* Task to complete *
Search term "target": please show all lines in the listing that contain it.

* Data for the task *
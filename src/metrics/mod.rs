use crate::logging::{LogEvent, LogFields, LogLevel};
use serde_json::json;
use std::time::Duration;

#[derive(Debug, Default, Clone)]
pub struct StageMetrics {
    events: u64,
    evaluations: u64,
    evaluations_skipped: u64,
    pin_actions: u64,
    pin_actions_dropped: u64,
    layout_changes: u64,
    waiting_shown: u64,
    waiting_expired: u64,
}

impl StageMetrics {
    pub fn new() -> Self {
        Self::default()
    }

    pub fn record_event(&mut self) {
        self.events = self.events.saturating_add(1);
    }

    /// `evaluated` is false when the controller skipped because its key did not change.
    pub fn record_evaluation(&mut self, evaluated: bool) {
        if evaluated {
            self.evaluations = self.evaluations.saturating_add(1);
        } else {
            self.evaluations_skipped = self.evaluations_skipped.saturating_add(1);
        }
    }

    pub fn record_pin_action(&mut self, delivered: bool) {
        self.pin_actions = self.pin_actions.saturating_add(1);
        if !delivered {
            self.pin_actions_dropped = self.pin_actions_dropped.saturating_add(1);
        }
    }

    pub fn record_layout_change(&mut self) {
        self.layout_changes = self.layout_changes.saturating_add(1);
    }

    pub fn record_waiting_shown(&mut self) {
        self.waiting_shown = self.waiting_shown.saturating_add(1);
    }

    pub fn record_waiting_expired(&mut self) {
        self.waiting_expired = self.waiting_expired.saturating_add(1);
    }

    pub fn snapshot(&self, uptime: Duration) -> MetricSnapshot {
        MetricSnapshot {
            uptime_ms: uptime.as_millis() as u64,
            events: self.events,
            evaluations: self.evaluations,
            evaluations_skipped: self.evaluations_skipped,
            pin_actions: self.pin_actions,
            pin_actions_dropped: self.pin_actions_dropped,
            layout_changes: self.layout_changes,
            waiting_shown: self.waiting_shown,
            waiting_expired: self.waiting_expired,
        }
    }
}

#[derive(Debug, Clone, PartialEq, Eq)]
pub struct MetricSnapshot {
    pub uptime_ms: u64,
    pub events: u64,
    pub evaluations: u64,
    pub evaluations_skipped: u64,
    pub pin_actions: u64,
    pub pin_actions_dropped: u64,
    pub layout_changes: u64,
    pub waiting_shown: u64,
    pub waiting_expired: u64,
}

impl MetricSnapshot {
    pub fn to_log_event(&self, target: &str) -> LogEvent {
        LogEvent::with_fields(LogLevel::Info, target, "stage_metrics", self.as_fields())
    }

    pub fn as_fields(&self) -> LogFields {
        let mut map = LogFields::new();
        map.insert("uptime_ms".to_string(), json!(self.uptime_ms));
        map.insert("events".to_string(), json!(self.events));
        map.insert("evaluations".to_string(), json!(self.evaluations));
        map.insert(
            "evaluations_skipped".to_string(),
            json!(self.evaluations_skipped),
        );
        map.insert("pin_actions".to_string(), json!(self.pin_actions));
        map.insert(
            "pin_actions_dropped".to_string(),
            json!(self.pin_actions_dropped),
        );
        map.insert("layout_changes".to_string(), json!(self.layout_changes));
        map.insert("waiting_shown".to_string(), json!(self.waiting_shown));
        map.insert("waiting_expired".to_string(), json!(self.waiting_expired));
        map
    }
}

* Solution to this exercise *
    pub fn to_log_event(&self, target: &str) -> LogEvent {
        LogEvent::with_fields(LogLevel::Info, target, "stage_metrics", self.as_fields())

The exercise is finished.